Hmm. They are different achievements. To call one somehow low compared to the other is fairly patronising. Never mind the "that's a fact and you know it is" statement that is, in fact, impossible to know or ever verify. Who is to say how many ideas for melodies that have been created in the past but, subsequently, forgotten or never committed to paper, that were then re-created some time later? Perhaps Mozart had a great idea for a few more pieces that would have looked suspiciously similar to various of Beethoven's own sonatas.
It's unlikely, to be sure. But it is not a "fact" by any stretch of the imagination. Not that it matters all that much, as it seems that people on both sides of this debate are misunderstanding probability. In the first place, you can't really make a statement about how likely or not life/ DNA structure is to emerge spontaneously until far more is understood about the mechanism behind its emergence. It may turn out that, given the right conditions, DNA is basically certain to emerge -- and it may further turn out that these conditions have generous enough margins that they aren't all that unlikely to happen after all. And if the probability is still fairly tiny then it grows that much larger given a large enough Universe with enough places to "try" to create said conditions. One way or another it's only speculation at the moment, but there are better reasons to believe that there is some underlying mechanism that drives its creation than there are to believe that it took the purest of random chance for DNA to be formed.
On the other hand, what happens in probability when you allow an infinite amount of time for things to happen tends to be misunderstood. Suppose you were given a typewriter and an infinite life time to hit keys randomly. Then in principle, an infinite time later, the probability that you have typed every book in the current English lexicon approaches one. In practice this can't happen, but more importantly events of probability one aren't necessarily a certainty if you have infinity to play with. What happens if you keep hitting the "A" key all the time? This is an event that has probability zero after an infinite time, but this doesn't mean that it can't happen. So one has to be careful about the infinite monkey problem.

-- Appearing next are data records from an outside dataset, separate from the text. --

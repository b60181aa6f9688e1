use secrecy::{ExposeSecret, SecretString};
use strum::{Display, EnumIter, EnumString};
use url::Url;

use crate::error::Error;

/// The ZIA cloud a tenant lives on.
///
/// Each cloud exposes its API at `https://zsapi.<cloud>.net/api/v1/`.
#[derive(Debug, Clone, Copy, PartialEq, Eq, Hash, Display, EnumString, EnumIter)]
#[strum(serialize_all = "lowercase", ascii_case_insensitive)]
pub enum ZiaCloud {
    Zscaler,
    ZscalerOne,
    ZscalerTwo,
    ZscalerThree,
    ZsCloud,
    ZscalerBeta,
    ZscalerGov,
    ZscalerTen,
    ZsPreview,
}

impl ZiaCloud {
    /// API base URL for this cloud, always ending in `/api/v1/`.
    pub fn base_url(self) -> Url {
        let raw = format!("https://zsapi.{self}.net/api/v1/");
        Url::parse(&raw).expect("cloud names form valid hostnames")
    }
}

/// Credentials for a ZIA session login.
#[derive(Debug, Clone)]
pub struct Credentials {
    pub username: String,
    pub password: SecretString,
    pub api_key: SecretString,
}

/// Minimum API key length: the obfuscation indexes up to position 11.
const MIN_API_KEY_LEN: usize = 12;

/// Obfuscate the API key with a millisecond timestamp.
///
/// ZIA never receives the raw key. The last six digits `n` of the
/// timestamp select characters from the key, then the digits of
/// `n >> 1` (left-padded to six) select characters offset by two.
pub fn obfuscate_api_key(api_key: &SecretString, timestamp_ms: i64) -> Result<String, Error> {
    let key = api_key.expose_secret().as_bytes();
    if key.len() < MIN_API_KEY_LEN || !key.is_ascii() {
        return Err(Error::InvalidApiKey {
            reason: format!("expected at least {MIN_API_KEY_LEN} ASCII characters"),
        });
    }

    let ts = timestamp_ms.unsigned_abs().to_string();
    let high = &ts[ts.len().saturating_sub(6)..];
    let high_num: u32 = high.parse().map_err(|_| Error::InvalidApiKey {
        reason: format!("timestamp {timestamp_ms} is not numeric"),
    })?;
    let low = format!("{:06}", high_num >> 1);

    let mut out = String::with_capacity(12);
    for digit in high.chars().filter_map(|c| c.to_digit(10)) {
        out.push(char::from(key[digit as usize]));
    }
    for digit in low.chars().filter_map(|c| c.to_digit(10)) {
        out.push(char::from(key[digit as usize + 2]));
    }
    Ok(out)
}

#[cfg(test)]
#[allow(clippy::unwrap_used)]
mod tests {
    use std::str::FromStr;

    use super::*;

    fn key(raw: &str) -> SecretString {
        SecretString::from(raw.to_owned())
    }

    #[test]
    fn obfuscates_known_vector() {
        // n = 123456, r = 061728
        let out = obfuscate_api_key(&key("abcdefghijkl"), 1_700_000_123_456).unwrap();
        assert_eq!(out, "bcdefgcidjek");
    }

    #[test]
    fn obfuscation_pads_low_digits() {
        // n = 000010, r = 000005
        let out = obfuscate_api_key(&key("0123456789AB"), 1_700_000_000_010).unwrap();
        assert_eq!(out, "000010222227");
    }

    #[test]
    fn short_key_is_rejected() {
        let err = obfuscate_api_key(&key("short"), 1_700_000_123_456).unwrap_err();
        assert!(matches!(err, Error::InvalidApiKey { .. }));
    }

    #[test]
    fn cloud_parses_case_insensitively() {
        assert_eq!(ZiaCloud::from_str("ZscalerTwo").unwrap(), ZiaCloud::ZscalerTwo);
        assert_eq!(ZiaCloud::from_str("zscloud").unwrap(), ZiaCloud::ZsCloud);
        assert!(ZiaCloud::from_str("zscalerfoo").is_err());
    }

    #[test]
    fn cloud_base_url() {
        assert_eq!(
            ZiaCloud::ZscalerBeta.base_url().as_str(),
            "https://zsapi.zscalerbeta.net/api/v1/"
        );
    }
}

Anyway, we have had only just over 60 years of human endeavour to understand the structure and origins of human DNA. A bit too early to write off the idea of spontaneous emergence based on only that long. If scientists gave up trying to find an underlying mechanism every time it seemed to complex to be indivisible then we'd still be stuck in the dark ages (and, incidentally, music and art would also have been much worse off for the experience).